* Records drawn from a dataset *
==================================================

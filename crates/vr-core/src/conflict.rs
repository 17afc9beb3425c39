//! # Conflict Checker
//!
//! Decides whether a venue-day can take a new reservation. The venue-day rule
//! ignores hours: any active reservation on the date blocks the whole day.
//! Read-only; the store repeats the same checks atomically on insert.

use std::sync::Arc;

use chrono::NaiveDate;
use serde::Serialize;
use tracing::debug;

use crate::error::{ConflictReason, Result};
use crate::models::VenueId;
use crate::traits::{AvailabilityStore, ReservationRepo};

#[derive(Debug, Clone, Copy, PartialEq, Eq, Serialize)]
#[serde(tag = "availability", content = "reason", rename_all = "snake_case")]
pub enum Availability {
    Admissible,
    Conflict(ConflictReason),
}

impl Availability {
    pub fn is_admissible(&self) -> bool {
        matches!(self, Self::Admissible)
    }
}

#[derive(Clone)]
pub struct ConflictChecker {
    reservations: Arc<dyn ReservationRepo>,
    availability: Arc<dyn AvailabilityStore>,
}

impl ConflictChecker {
    pub fn new(reservations: Arc<dyn ReservationRepo>, availability: Arc<dyn AvailabilityStore>) -> Self {
        Self {
            reservations,
            availability,
        }
    }

    /// `venue_id` must name an existing venue; `date` is already parsed.
    pub async fn check(&self, venue_id: VenueId, date: NaiveDate) -> Result<Availability> {
        let active = self.reservations.count_active(venue_id, date).await?;
        if active > 0 {
            debug!(%venue_id, %date, active, "venue-day already held");
            return Ok(Availability::Conflict(ConflictReason::AlreadyRequested));
        }

        if self.availability.is_unavailable(venue_id, date).await? {
            debug!(%venue_id, %date, "venue-day blocked by owner");
            return Ok(Availability::Conflict(ConflictReason::MarkedUnavailable));
        }

        Ok(Availability::Admissible)
    }
}
//! # AppError
//!
//! Centralized error handling for the reservation engine.
//! Every failure is returned to the caller as one of these kinds; none of
//! them is fatal to the process.

use std::fmt;

use serde::Serialize;
use thiserror::Error;

use crate::models::ReservationStatus;

/// The primary error type for all vr-core operations.
#[derive(Error, Debug)]
pub enum AppError {
    /// Malformed or missing input, reported field by field.
    #[error("validation error: {0}")]
    ValidationError(ValidationErrors),

    /// The requested date cannot be booked.
    #[error("conflict: {0}")]
    Conflict(ConflictReason),

    /// Resource not found (e.g., Venue, Reservation)
    #[error("{0} not found with ID {1}")]
    NotFound(String, String),

    /// The actor has no rights over the resource.
    #[error("forbidden: {0}")]
    Forbidden(String),

    /// Status change not permitted from the current state.
    #[error("invalid transition from {from} to {to}")]
    InvalidTransition {
        from: ReservationStatus,
        to: ReservationStatus,
    },

    /// Infrastructure failure (e.g., DB down, locked file)
    #[error("store unavailable: {0}")]
    StoreUnavailable(String),
}

impl AppError {
    pub fn not_found(entity: &str, id: impl fmt::Display) -> Self {
        Self::NotFound(entity.to_string(), id.to_string())
    }
}

/// A specialized Result type for engine logic.
pub type Result<T> = std::result::Result<T, AppError>;

/// Why a date was refused.
#[derive(Debug, Clone, Copy, PartialEq, Eq, Serialize)]
#[serde(rename_all = "snake_case")]
pub enum ConflictReason {
    /// Another pending or confirmed reservation holds the venue-day.
    AlreadyRequested,
    /// The owner blocked the date.
    MarkedUnavailable,
    /// The venue is closed for new reservations.
    VenueClosed,
}

impl fmt::Display for ConflictReason {
    fn fmt(&self, f: &mut fmt::Formatter<'_>) -> fmt::Result {
        f.write_str(match self {
            Self::AlreadyRequested => "date already requested or booked",
            Self::MarkedUnavailable => "date marked unavailable by owner",
            Self::VenueClosed => "venue is not accepting reservations",
        })
    }
}

/// One complaint about one input field.
#[derive(Debug, Clone, PartialEq, Eq, Serialize)]
pub struct FieldError {
    pub field: &'static str,
    pub message: String,
}

/// The complete list of complaints gathered while validating a request.
#[derive(Debug, Clone, Default, PartialEq, Eq, Serialize)]
#[serde(transparent)]
pub struct ValidationErrors(Vec<FieldError>);

impl ValidationErrors {
    pub fn new() -> Self {
        Self::default()
    }

    /// Records a complaint. A field keeps only its first complaint.
    pub fn add(&mut self, field: &'static str, message: impl Into<String>) {
        if !self.has(field) {
            self.0.push(FieldError {
                field,
                message: message.into(),
            });
        }
    }

    pub fn has(&self, field: &str) -> bool {
        self.0.iter().any(|e| e.field == field)
    }

    pub fn is_empty(&self) -> bool {
        self.0.is_empty()
    }

    pub fn len(&self) -> usize {
        self.0.len()
    }

    pub fn fields(&self) -> &[FieldError] {
        &self.0
    }

    /// `Ok(())` when nothing was recorded.
    pub fn into_result(self) -> Result<()> {
        if self.is_empty() {
            Ok(())
        } else {
            Err(AppError::ValidationError(self))
        }
    }
}

impl fmt::Display for ValidationErrors {
    fn fmt(&self, f: &mut fmt::Formatter<'_>) -> fmt::Result {
        for (i, e) in self.0.iter().enumerate() {
            if i > 0 {
                f.write_str("; ")?;
            }
            write!(f, "{}: {}", e.field, e.message)?;
        }
        Ok(())
    }
}
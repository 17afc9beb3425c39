//! # Reservation Lifecycle Manager
//!
//! Owns the status rules and decides who may trigger each transition.
//!
//! Two separate paths coexist:
//! - the forward-only shortcuts (`accept`, `reject`, `cancel_own`), which only
//!   move a `pending` reservation;
//! - the owner override (`set_status`), which may write any status.
//!
//! Every call mutates at most one reservation, and every write is a
//! compare-and-set against the status last read.

use std::sync::Arc;

use tracing::{info, warn};

use crate::error::{AppError, Result};
use crate::models::{
    Actor, ActorRole, ReservationId, ReservationStatus, ReservationSummary, TransitionOutcome,
};
use crate::traits::ReservationRepo;

/// Whether the forward-only shortcuts may move `from` to `to`.
pub fn shortcut_allowed(from: ReservationStatus, to: ReservationStatus) -> bool {
    use ReservationStatus::*;
    matches!((from, to), (Pending, Confirmed) | (Pending, Rejected) | (Pending, Cancelled))
}

/// Override writes retried after losing a compare-and-set to another writer.
const OVERRIDE_ATTEMPTS: usize = 5;

#[derive(Clone)]
pub struct LifecycleManager {
    reservations: Arc<dyn ReservationRepo>,
}

impl LifecycleManager {
    pub fn new(reservations: Arc<dyn ReservationRepo>) -> Self {
        Self { reservations }
    }

    pub async fn accept(&self, id: ReservationId, actor: &Actor) -> Result<TransitionOutcome> {
        let summary = self.authorize_owner(id, actor).await?;
        self.shortcut(summary, ReservationStatus::Confirmed).await
    }

    pub async fn reject(&self, id: ReservationId, actor: &Actor) -> Result<TransitionOutcome> {
        let summary = self.authorize_owner(id, actor).await?;
        self.shortcut(summary, ReservationStatus::Rejected).await
    }

    /// Owner override: any status, regardless of the current one.
    pub async fn set_status(
        &self,
        id: ReservationId,
        status: ReservationStatus,
        actor: &Actor,
    ) -> Result<TransitionOutcome> {
        let summary = self.authorize_owner(id, actor).await?;
        let mut from = summary.reservation.status;

        // Each write is conditional on the status last read, so `from` is the
        // status actually replaced.
        for _ in 0..OVERRIDE_ATTEMPTS {
            if from == status {
                return Ok(TransitionOutcome::Unchanged { status });
            }
            if self.reservations.update_status_if(id, from, status).await? == 1 {
                info!(reservation_id = %id, %from, to = %status, owner_id = %actor.id, "owner override");
                return Ok(TransitionOutcome::Updated { from, to: status });
            }
            from = self.current_status(id).await?;
        }
        warn!(reservation_id = %id, "owner override kept losing to concurrent writers");
        Err(AppError::StoreUnavailable(
            "reservation status is changing concurrently; retry".to_string(),
        ))
    }

    /// Renter self-service cancellation of a `pending` reservation.
    pub async fn cancel_own(&self, id: ReservationId, actor: &Actor) -> Result<TransitionOutcome> {
        let summary = self
            .reservations
            .find_summary(id)
            .await?
            .ok_or_else(|| AppError::not_found("Reservation", id))?;

        if summary.reservation.renter_id != Some(actor.id) {
            warn!(reservation_id = %id, actor_id = %actor.id, "cancel attempt on another renter's reservation");
            return Err(AppError::Forbidden(
                "reservation does not belong to you".to_string(),
            ));
        }

        let from = summary.reservation.status;
        if from != ReservationStatus::Pending {
            return Err(AppError::InvalidTransition {
                from,
                to: ReservationStatus::Cancelled,
            });
        }

        self.compare_and_set(id, from, ReservationStatus::Cancelled).await
    }

    /// Resolves reservation → venue → owner and checks the actor against it.
    async fn authorize_owner(&self, id: ReservationId, actor: &Actor) -> Result<ReservationSummary> {
        let summary = self
            .reservations
            .find_summary(id)
            .await?
            .ok_or_else(|| AppError::not_found("Reservation", id))?;

        if actor.role != ActorRole::Owner || summary.venue_owner_id != actor.id {
            warn!(
                reservation_id = %id,
                actor_id = %actor.id,
                venue_id = %summary.reservation.venue_id,
                "status change attempted by non-owner"
            );
            return Err(AppError::Forbidden(
                "only the venue owner may change this reservation".to_string(),
            ));
        }
        Ok(summary)
    }

    async fn shortcut(
        &self,
        summary: ReservationSummary,
        to: ReservationStatus,
    ) -> Result<TransitionOutcome> {
        let from = summary.reservation.status;
        if from == to {
            return Ok(TransitionOutcome::Unchanged { status: to });
        }
        if !shortcut_allowed(from, to) {
            return Err(AppError::InvalidTransition { from, to });
        }
        self.compare_and_set(summary.reservation.id, from, to).await
    }

    async fn compare_and_set(
        &self,
        id: ReservationId,
        from: ReservationStatus,
        to: ReservationStatus,
    ) -> Result<TransitionOutcome> {
        if self.reservations.update_status_if(id, from, to).await? == 1 {
            info!(reservation_id = %id, %from, %to, "reservation status changed");
            return Ok(TransitionOutcome::Updated { from, to });
        }

        // Lost a race; report against whatever status won.
        let current = self.current_status(id).await?;
        if current == to {
            Ok(TransitionOutcome::Unchanged { status: to })
        } else {
            Err(AppError::InvalidTransition { from: current, to })
        }
    }

    async fn current_status(&self, id: ReservationId) -> Result<ReservationStatus> {
        Ok(self
            .reservations
            .find_summary(id)
            .await?
            .ok_or_else(|| AppError::not_found("Reservation", id))?
            .reservation
            .status)
    }
}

==================================================

* The problem *
Go through the data above and find the lines with the word "tracing". Copy each of those lines.

* Answer box *
use tracing::debug;
use tracing::{info, warn};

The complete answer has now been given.